* Work to be completed: In full and without alteration, transcribe the listing.

*** Begin section ***

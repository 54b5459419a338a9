//! Process-group signalling
//!
//! Every child is spawned as the leader of its own process group, so signals
//! sent here reach the whole tree the tool may have forked.

use tokio::process::Command;

/// Put the child in a fresh process group whose id equals its pid
pub fn isolate_process_group(command: &mut Command) {
    #[cfg(unix)]
    {
        command.process_group(0);
    }
    #[cfg(not(unix))]
    {
        let _ = command;
    }
}

/// Ask the process group to exit (SIGTERM)
///
/// Returns `false` if nothing could be signalled, usually because the group
/// has already exited.
pub fn terminate_group(pid: u32) -> bool {
    #[cfg(unix)]
    {
        signal_group(pid, nix::sys::signal::Signal::SIGTERM)
    }
    #[cfg(not(unix))]
    {
        let _ = pid;
        false
    }
}

/// Kill the process group outright (SIGKILL)
pub fn kill_group(pid: u32) -> bool {
    #[cfg(unix)]
    {
        signal_group(pid, nix::sys::signal::Signal::SIGKILL)
    }
    #[cfg(not(unix))]
    {
        let _ = pid;
        false
    }
}

#[cfg(unix)]
fn signal_group(pid: u32, signal: nix::sys::signal::Signal) -> bool {
    use nix::sys::signal::killpg;
    use nix::unistd::Pid;

    let Ok(raw) = i32::try_from(pid) else {
        return false;
    };
    if raw <= 1 {
        return false;
    }

    // Only the group is signalled: a bare pid may already belong to someone else
    match killpg(Pid::from_raw(raw), signal) {
        Ok(()) => true,
        Err(err) => {
            tracing::debug!(pid, ?signal, "killpg failed: {}", err);
            false
        }
    }
}

/// Signal number that ended a process, if it was killed by one
pub fn terminating_signal(status: &std::process::ExitStatus) -> Option<i32> {
    #[cfg(unix)]
    {
        use std::os::unix::process::ExitStatusExt;
        status.signal()
    }
    #[cfg(not(unix))]
    {
        let _ = status;
        None
    }
}
//! Logging setup
//!
//! Logs go to stderr (or the configured file) so that command output printed
//! on stdout stays machine-readable.

use anyhow::{Context, Result};
use std::fs::OpenOptions;
use std::sync::Mutex;
use tracing::Level;
use tracing_subscriber::fmt::writer::BoxMakeWriter;
use tracing_subscriber::EnvFilter;

use crate::config::LoggingConfig;

/// Filter from the configured level, `--verbose` and `RUST_LOG`
///
/// `RUST_LOG` directives win over the configured default.
pub fn build_filter(config: &LoggingConfig, verbose: bool) -> EnvFilter {
    let level = if verbose {
        Level::DEBUG
    } else {
        config.level.to_lowercase().parse().unwrap_or(Level::INFO)
    };

    EnvFilter::builder()
        .with_default_directive(level.into())
        .from_env_lossy()
}

fn make_writer(config: &LoggingConfig) -> Result<BoxMakeWriter> {
    match (&config.log_file, config.log_to_file) {
        (Some(path), true) => {
            let file = OpenOptions::new()
                .create(true)
                .append(true)
                .open(path)
                .with_context(|| format!("Failed to open log file {}", path))?;
            Ok(BoxMakeWriter::new(Mutex::new(file)))
        }
        _ => Ok(BoxMakeWriter::new(std::io::stderr)),
    }
}

/// Install the global subscriber
///
/// # Errors
///
/// Fails if the log file cannot be opened or a subscriber is already set.
pub fn init(config: &LoggingConfig, verbose: bool) -> Result<()> {
    let filter = build_filter(config, verbose);
    let writer = make_writer(config)?;
    let builder = tracing_subscriber::fmt()
        .with_env_filter(filter)
        .with_writer(writer)
        .with_target(false);

    let installed = match config.format.to_lowercase().as_str() {
        "json" => builder.json().try_init(),
        "pretty" => builder.pretty().try_init(),
        _ => builder.compact().try_init(),
    };

    installed.map_err(|e| anyhow::anyhow!("Failed to initialise logging: {}", e))
}

#[cfg(test)]
mod tests {
    use super::*;
    use std::io;
    use std::sync::Arc;
    use tracing::info;

    #[derive(Clone, Default)]
    struct CaptureWriter(Arc<Mutex<Vec<u8>>>);

    impl io::Write for CaptureWriter {
        fn write(&mut self, buf: &[u8]) -> io::Result<usize> {
            self.0
                .lock()
                .map_err(|_| io::Error::new(io::ErrorKind::Other, "poisoned"))?
                .extend_from_slice(buf);
            Ok(buf.len())
        }

        fn flush(&mut self) -> io::Result<()> {
            Ok(())
        }
    }

    /// Test that JSON output is parseable and carries structured fields
    #[test]
    fn test_json_output_format() {
        let capture = CaptureWriter::default();
        let writer = capture.clone();
        let subscriber = tracing_subscriber::fmt()
            .json()
            .with_writer(move || writer.clone())
            .finish();

        tracing::subscriber::with_default(subscriber, || {
            info!(execution_id = "abc", pid = 42u32, "Spawned managed process");
        });

        let output = String::from_utf8(capture.0.lock().unwrap().clone()).unwrap();
        let line: serde_json::Value = serde_json::from_str(output.lines().next().unwrap()).unwrap();
        assert_eq!(line["fields"]["execution_id"], "abc");
        assert_eq!(line["fields"]["pid"], 42);
        assert_eq!(line["level"], "INFO");
    }

    /// Test that verbose forces debug regardless of configured level
    #[test]
    fn test_verbose_filter() {
        let config = LoggingConfig {
            level: "error".to_string(),
            ..Default::default()
        };
        let filter = build_filter(&config, true);
        if std::env::var("RUST_LOG").is_err() {
            assert_eq!(filter.max_level_hint(), Some(Level::DEBUG.into()));
        }
    }

    /// Test that an unparseable level falls back to info
    #[test]
    fn test_invalid_level_falls_back() {
        let config = LoggingConfig {
            level: "chatty".to_string(),
            ..Default::default()
        };
        let filter = build_filter(&config, false);
        if std::env::var("RUST_LOG").is_err() {
            assert_eq!(filter.max_level_hint(), Some(Level::INFO.into()));
        }
    }

    /// Test that the file writer is used when configured
    #[test]
    fn test_file_writer() {
        let dir = tempfile::tempdir().unwrap();
        let path = dir.path().join("toolguard.log");
        let config = LoggingConfig {
            log_to_file: true,
            log_file: Some(path.to_string_lossy().into_owned()),
            ..Default::default()
        };

        assert!(make_writer(&config).is_ok());
        assert!(path.exists());
    }
}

*** End section ***

* Result:
repository 54b5459419a338a9
//! Process-group signalling
//!
//! Every child is spawned as the leader of its own process group, so signals
//! sent here reach the whole tree the tool may have forked.

use tokio::process::Command;

/// Put the child in a fresh process group whose id equals its pid
pub fn isolate_process_group(command: &mut Command) {
    #[cfg(unix)]
    {
        command.process_group(0);
    }
    #[cfg(not(unix))]
    {
        let _ = command;
    }
}

/// Ask the process group to exit (SIGTERM)
///
/// Returns `false` if nothing could be signalled, usually because the group
/// has already exited.
pub fn terminate_group(pid: u32) -> bool {
    #[cfg(unix)]
    {
        signal_group(pid, nix::sys::signal::Signal::SIGTERM)
    }
    #[cfg(not(unix))]
    {
        let _ = pid;
        false
    }
}

/// Kill the process group outright (SIGKILL)
pub fn kill_group(pid: u32) -> bool {
    #[cfg(unix)]
    {
        signal_group(pid, nix::sys::signal::Signal::SIGKILL)
    }
    #[cfg(not(unix))]
    {
        let _ = pid;
        false
    }
}

#[cfg(unix)]
fn signal_group(pid: u32, signal: nix::sys::signal::Signal) -> bool {
    use nix::sys::signal::killpg;
    use nix::unistd::Pid;

    let Ok(raw) = i32::try_from(pid) else {
        return false;
    };
    if raw <= 1 {
        return false;
    }

    // Only the group is signalled: a bare pid may already belong to someone else
    match killpg(Pid::from_raw(raw), signal) {
        Ok(()) => true,
        Err(err) => {
            tracing::debug!(pid, ?signal, "killpg failed: {}", err);
            false
        }
    }
}

/// Signal number that ended a process, if it was killed by one
pub fn terminating_signal(status: &std::process::ExitStatus) -> Option<i32> {
    #[cfg(unix)]
    {
        use std::os::unix::process::ExitStatusExt;
        status.signal()
    }
    #[cfg(not(unix))]
    {
        let _ = status;
        None
    }
}
//! Logging setup
//!
//! Logs go to stderr (or the configured file) so that command output printed
//! on stdout stays machine-readable.

use anyhow::{Context, Result};
use std::fs::OpenOptions;
use std::sync::Mutex;
use tracing::Level;
use tracing_subscriber::fmt::writer::BoxMakeWriter;
use tracing_subscriber::EnvFilter;

use crate::config::LoggingConfig;

/// Filter from the configured level, `--verbose` and `RUST_LOG`
///
/// `RUST_LOG` directives win over the configured default.
pub fn build_filter(config: &LoggingConfig, verbose: bool) -> EnvFilter {
    let level = if verbose {
        Level::DEBUG
    } else {
        config.level.to_lowercase().parse().unwrap_or(Level::INFO)
    };

    EnvFilter::builder()
        .with_default_directive(level.into())
        .from_env_lossy()
}

fn make_writer(config: &LoggingConfig) -> Result<BoxMakeWriter> {
    match (&config.log_file, config.log_to_file) {
        (Some(path), true) => {
            let file = OpenOptions::new()
                .create(true)
                .append(true)
                .open(path)
                .with_context(|| format!("Failed to open log file {}", path))?;
            Ok(BoxMakeWriter::new(Mutex::new(file)))
        }
        _ => Ok(BoxMakeWriter::new(std::io::stderr)),
    }
}

/// Install the global subscriber
///
/// # Errors
///
/// Fails if the log file cannot be opened or a subscriber is already set.
pub fn init(config: &LoggingConfig, verbose: bool) -> Result<()> {
    let filter = build_filter(config, verbose);
    let writer = make_writer(config)?;
    let builder = tracing_subscriber::fmt()
        .with_env_filter(filter)
        .with_writer(writer)
        .with_target(false);

    let installed = match config.format.to_lowercase().as_str() {
        "json" => builder.json().try_init(),
        "pretty" => builder.pretty().try_init(),
        _ => builder.compact().try_init(),
    };

    installed.map_err(|e| anyhow::anyhow!("Failed to initialise logging: {}", e))
}

#[cfg(test)]
mod tests {
    use super::*;
    use std::io;
    use std::sync::Arc;
    use tracing::info;

    #[derive(Clone, Default)]
    struct CaptureWriter(Arc<Mutex<Vec<u8>>>);

    impl io::Write for CaptureWriter {
        fn write(&mut self, buf: &[u8]) -> io::Result<usize> {
            self.0
                .lock()
                .map_err(|_| io::Error::new(io::ErrorKind::Other, "poisoned"))?
                .extend_from_slice(buf);
            Ok(buf.len())
        }

        fn flush(&mut self) -> io::Result<()> {
            Ok(())
        }
    }

    /// Test that JSON output is parseable and carries structured fields
    #[test]
    fn test_json_output_format() {
        let capture = CaptureWriter::default();
        let writer = capture.clone();
        let subscriber = tracing_subscriber::fmt()
            .json()
            .with_writer(move || writer.clone())
            .finish();

        tracing::subscriber::with_default(subscriber, || {
            info!(execution_id = "abc", pid = 42u32, "Spawned managed process");
        });

        let output = String::from_utf8(capture.0.lock().unwrap().clone()).unwrap();
        let line: serde_json::Value = serde_json::from_str(output.lines().next().unwrap()).unwrap();
        assert_eq!(line["fields"]["execution_id"], "abc");
        assert_eq!(line["fields"]["pid"], 42);
        assert_eq!(line["level"], "INFO");
    }

    /// Test that verbose forces debug regardless of configured level
    #[test]
    fn test_verbose_filter() {
        let config = LoggingConfig {
            level: "error".to_string(),
            ..Default::default()
        };
        let filter = build_filter(&config, true);
        if std::env::var("RUST_LOG").is_err() {
            assert_eq!(filter.max_level_hint(), Some(Level::DEBUG.into()));
        }
    }

    /// Test that an unparseable level falls back to info
    #[test]
    fn test_invalid_level_falls_back() {
        let config = LoggingConfig {
            level: "chatty".to_string(),
            ..Default::default()
        };
        let filter = build_filter(&config, false);
        if std::env::var("RUST_LOG").is_err() {
            assert_eq!(filter.max_level_hint(), Some(Level::INFO.into()));
        }
    }

    /// Test that the file writer is used when configured
    #[test]
    fn test_file_writer() {
        let dir = tempfile::tempdir().unwrap();
        let path = dir.path().join("toolguard.log");
        let config = LoggingConfig {
            log_to_file: true,
            log_file: Some(path.to_string_lossy().into_owned()),
            ..Default::default()
        };

        assert!(make_writer(&config).is_ok());
        assert!(path.exists());
    }
}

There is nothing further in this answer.